He flicked his gaze in her direction. Red hair. The same blue dress she’d worn at Denham’s. All sorts of things flared inside him: desire and anguish and sheer delight that she was here.
He smothered it all. She could not be here. He could not let himself ruin her.
And he would, if she kept on this way. He would hurt her just by being near her.
Her mouth was at his ear. “I wanted to speak with you,” she murmured. “Come away with me, Christian.”
She trailed her hand down his arm and caught his fingers, and he let her draw him away from the table.
Katherine Montmorency’s card parties had been legendary for at least a decade. By this time of night, they usually devolved into revelry and determined debauchment. There were darkened alcoves and locked rooms, and every shadowed corner was hidden by a screen for privacy.
He let her pull him into one.
He almost couldn’t look at her. It had been twenty-four hours since he’d seen her in the park—twenty-four hours since he’d held his body a whisper away from hers, and imagined with savage ferocity how she would feel beneath him.
No, he could not look at her. He could not let himself want her that way. He did not know what to do.
“Why are you here?” he asked. He could hear his measured speech—the careful consonants of the inebriated.
He was too old for this. Too old for Matilda.
“I needed to speak with you after last night,” she said. “I—I came here to speak with you.”
Her voice—there was something wrong about her voice. He looked up, but her face was half-hidden in the shadows of the screen.
She sounded—
For the first time since he’d met her nearly a month before, Christian thought that she sounded afraid.
“I—” Her voice shook.
Shewasafraid. The tremble of her voice was acid, burning his skin. She was afraid of him—bright, fearless Matilda Halifax.
And that, more than anything else, decided him.

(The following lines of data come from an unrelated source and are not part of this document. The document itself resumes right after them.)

impl SessionShared {
    fn lock(&self) -> MutexGuard<'_, SessionInner> {
        match self.inner.lock() {
            Ok(guard) => guard,
            Err(poisoned) => poisoned.into_inner(),
        }
    }

    /// Move to `next` if the edge exists; log and refuse otherwise.
    fn transition(&self, inner: &mut SessionInner, next: CallState) {
        if inner.state == next {
            return;
        }
        if !inner.state.can_transition(next) {
            warn!(
                call = %self.call_id,
                from = ?inner.state,
                to = ?next,
                "rejected illegal state transition"
            );
            return;
        }
        debug!(call = %self.call_id, from = ?inner.state, to = ?next, "state transition");
        inner.state = next;
    }

    /// Spawn the recurring silence check for the current RECORDING run.
    /// Any previous poll task is cancelled first.
    fn start_silence_poll(self: &Arc<Self>, inner: &mut SessionInner) {
        self.stop_silence_poll(inner);
        let token = CancellationToken::new();
        inner.silence_poll = Some(token.clone());

        let shared = Arc::clone(self);
        let trigger = Duration::from_millis(shared.config.turn.silence_trigger_ms);
        let min_speech = Duration::from_millis(shared.config.turn.min_speech_ms);
        let poll = Duration::from_millis(shared.config.turn.silence_check_interval_ms);
        tokio::spawn(async move {
            let mut ticker = tokio::time::interval(poll);
            loop {
                tokio::select! {
                    () = token.cancelled() => break,
                    _ = ticker.tick() => {}
                }
                let mut inner = shared.lock();
                if inner.state != CallState::Recording {
                    break;
                }
                let Some(silence_at) = inner.silence_started_at else {
                    continue;
                };
                let silence = silence_at.elapsed();
                let speech = inner
                    .speech_started_at
                    .map_or(Duration::ZERO, |at| at.elapsed());
                // Dual condition: enough silence to call the turn over,
                // enough speech to rule out a short noise burst.
                if silence >= trigger && speech >= min_speech {
                    info!(
                        call = %shared.call_id,
                        speech_ms = speech.as_millis() as u64,
                        silence_ms = silence.as_millis() as u64,
                        "turn end"
                    );
                    shared.begin_processing(&mut inner);
                    break;
                }
            }
        });
    }

    fn stop_silence_poll(&self, inner: &mut SessionInner) {
        if let Some(token) = inner.silence_poll.take() {
            token.cancel();
        }
    }

    /// Enter PROCESSING, drain the utterance buffer, and kick off the
    /// pipeline. PROCESSING doubles as the mutex that keeps at most one
    /// pipeline invocation in flight.
    fn begin_processing(self: &Arc<Self>, inner: &mut SessionInner) {
        if inner.state == CallState::Processing {
            return;
        }
        self.stop_silence_poll(inner);
        self.transition(inner, CallState::Processing);
        let raw = inner.utterance.take();
        inner.silence_started_at = None;
        inner.speech_started_at = None;

        if raw.len() < self.config.turn.min_utterance_bytes {
            debug!(call = %self.call_id, bytes = raw.len(), "utterance too short, skipping");
            self.transition(inner, CallState::Listening);
            return;
        }

        let shared = Arc::clone(self);
        tokio::spawn(async move {
            if let Err(e) = shared.process_utterance(&raw).await {
                warn!(call = %shared.call_id, error = %e, "pipeline failure, recovering");
                shared.recover_gracefully().await;
            }
        });
    }

    /// The language pipeline: transcribe → lock language → translate →
    /// reason → translate back → speak. Short-circuits to LISTENING on
    /// any empty result.
    async fn process_utterance(self: &Arc<Self>, raw: &[u8]) -> Result<()> {
        let working = self.config.language.working_language.clone();

        info!(call = %self.call_id, bytes = raw.len(), "transcribing utterance");
        let transcription = self.gateway.transcribe(raw).await?;
        let text = transcription.text.trim().to_owned();
        if text.is_empty() {
            debug!(call = %self.call_id, "empty transcription, skipping");
            self.return_to_listening();
            return Ok(());
        }
        debug!(call = %self.call_id, text = %text, "transcribed");

        // Lock the caller's language on the first completed utterance.
        let (lang, just_locked) = {
            let mut inner = self.lock();
            match inner.locked_language.clone() {
                Some(lang) => (lang, false),
                None => {
                    let lang = transcription
                        .language
                        .clone()
                        .unwrap_or_else(|| self.config.language.fallback_language.clone());
                    inner.locked_language = Some(lang.clone());
                    (lang, true)
                }
            }
        };
        if just_locked {
            info!(call = %self.call_id, language = %lang, "language locked");
            if lang != working {
                // Confirm the language to the caller, but keep their
                // question: the pipeline continues with the original
                // transcribed text afterwards.
                let confirm = format!(
                    "I will be speaking with you in {}. Let me answer your question.",
                    language_name(&lang)
                );
                let confirm_local = self.gateway.translate(&confirm, &working, &lang).await?;
                self.speak(&confirm_local).await;
            }
        }

        let query = if lang != working {
            let translated = self.gateway.translate(&text, &lang, &working).await?;
            debug!(call = %self.call_id, query = %translated, "translated query");
            translated
        } else {
            text
        };

        // History is supplied as a read-only snapshot; the gateway
        // cannot mutate the session's copy.
        let history: Vec<ConversationTurn> = self.lock().history.clone();
        let reply = self.gateway.reason(&query, &history).await?;
        debug!(call = %self.call_id, reply = %reply, "reasoned");

        {
            let mut inner = self.lock();
            inner.history.push(ConversationTurn {
                role: Role::Caller,
                text: query,
            });
            inner.history.push(ConversationTurn {
                role: Role::Agent,
                text: reply.clone(),
            });
            let max = self.config.language.max_history_turns;
            if inner.history.len() > max {
                let excess = inner.history.len() - max;
                inner.history.drain(..excess);
            }
        }

        let reply_local = if lang != working {
            self.gateway.translate(&reply, &working, &lang).await?
        } else {
            reply
        };

        self.lock().turn_count += 1;
        self.speak(&reply_local).await;

        // Not interrupted during the reply: resume listening.
        self.return_to_listening();
        Ok(())
    }

    /// Speak `text` to the caller: SPEAKING entry, silence pre-roll,
    /// synthesis, paced streaming, completion mark. Errors are
    /// contained here — state reverts to LISTENING and nothing
    /// propagates.
    async fn speak(self: &Arc<Self>, text: &str) {
        if text.trim().is_empty() {
            return;
        }
        let cancel = {
            let mut inner = self.lock();
            if inner.state != CallState::Speaking && !inner.state.can_transition(CallState::Speaking)
            {
                // Torn down, or the caller took the floor mid-pipeline.
                debug!(call = %self.call_id, state = ?inner.state, "skipping speak");
                return;
            }
            self.transition(&mut inner, CallState::Speaking);
            inner.interrupt_requested = false;
            let token = CancellationToken::new();
            inner.speak_cancel = Some(token.clone());
            token
        };

        let result = self.speak_audio(text, &cancel).await;

        let mut inner = self.lock();
        inner.speak_cancel = None;
        if let Err(e) = result {
            warn!(call = %self.call_id, error = %e, "speak failed");
            if inner.state == CallState::Speaking {
                self.transition(&mut inner, CallState::Listening);
            }
        }
    }

    async fn speak_audio(&self, text: &str, cancel: &CancellationToken) -> Result<()> {
        // Brief thinking pause before the reply; masks synthesis
        // latency and reads as more natural on the phone.
        let pre_roll = codec::silence(
            self.config.turn.thinking_pause_ms,
            self.config.audio.telephony_sample_rate,
        );
        self.transport.stream(&pre_roll, cancel).await;
        if cancel.is_cancelled() {
            debug!(call = %self.call_id, "speak cancelled during pre-roll");
            return Ok(());
        }

        let language = self
            .lock()
            .locked_language
            .clone()
            .unwrap_or_else(|| self.config.language.working_language.clone());
        let audio = self.gateway.synthesize(text, &language).await?;

        if cancel.is_cancelled() || self.lock().interrupt_requested {
            debug!(call = %self.call_id, "speak aborted before send");
            return Ok(());
        }
        if audio.is_empty() {
            debug!(call = %self.call_id, "synthesizer returned no audio");
            return Ok(());
        }

        let outcome = self.transport.stream(&audio, cancel).await;
        if outcome == StreamOutcome::Completed && !self.lock().interrupt_requested {
            let mark = format!("end-{}", uuid::Uuid::new_v4());
            self.transport.send_mark(&mark);
            info!(call = %self.call_id, bytes = audio.len(), mark = %mark, "reply audio sent");
        }
        Ok(())
    }

    /// Best-effort "please repeat that" in the caller's language, then
    /// an unconditional return to LISTENING.
    async fn recover_gracefully(self: &Arc<Self>) {
        let working = self.config.language.working_language.clone();
        let message = self.config.language.recovery_message.clone();
        let locked = self.lock().locked_language.clone();

        let spoken = match locked {
            Some(lang) if lang != working => {
                match self.gateway.translate(&message, &working, &lang).await {
                    Ok(translated) => translated,
                    Err(e) => {
                        warn!(call = %self.call_id, error = %e, "recovery translation failed");
                        message
                    }
                }
            }
            _ => message,
        };
        self.speak(&spoken).await;

        let mut inner = self.lock();
        if !matches!(inner.state, CallState::Idle | CallState::Recording) {
            self.transition(&mut inner, CallState::Listening);
        }
    }

    fn return_to_listening(self: &Arc<Self>) {
        let mut inner = self.lock();
        if matches!(inner.state, CallState::Processing | CallState::Speaking) {
            self.transition(&mut inner, CallState::Listening);
        }
    }
}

There was one way he could make her stop. One way he could persuade her to leave him alone, to go home and never come anywhere near him again. To keep herself far away and safe, where he could not hurt her.
So he put his hands to the curve of her waist, pushed her farther into the darkened corner, and hated himself.
“To talk?” he asked. “Or for this?”
He pressed his mouth to the skin of her neck, and as he breathed her in, some part of his mind realized that he wanted the soft floral scent of her letters. He wanted that familiar scent in his nose, in his lungs. Almost as much as he wanted to taste her.
It was not there. She did not smell like the letters.
“You think you know what you like,” he hissed into her ear. “But you don’t really know, do you? You cannot imagine, little girl, what I want to do to you.”
He felt her shudder, and self-loathing pulsed in him, so he gathered it up and used it to fuel the words he said next. He did not want to frighten her—and yet he had to—and he felt all his muscles lock at the confusion of want and need and hurt.
“I want to tie you to the bedposts with your corset strings,” he rasped. “I want to take my riding crop to your pretty little arse. I want to use you so hard you cannot sit down for a week. I—”
The slap she delivered was so powerful and unexpected that for a moment, Christian went blind.
He let her go. Slowly her image resolved in front of him.
His brain felt thick and muddied, his thoughts a slow, sticky revelation.
Her blue eyes were wide and tearful. The dim candlelight in the room flickered on her face as she stepped forward to dart around him.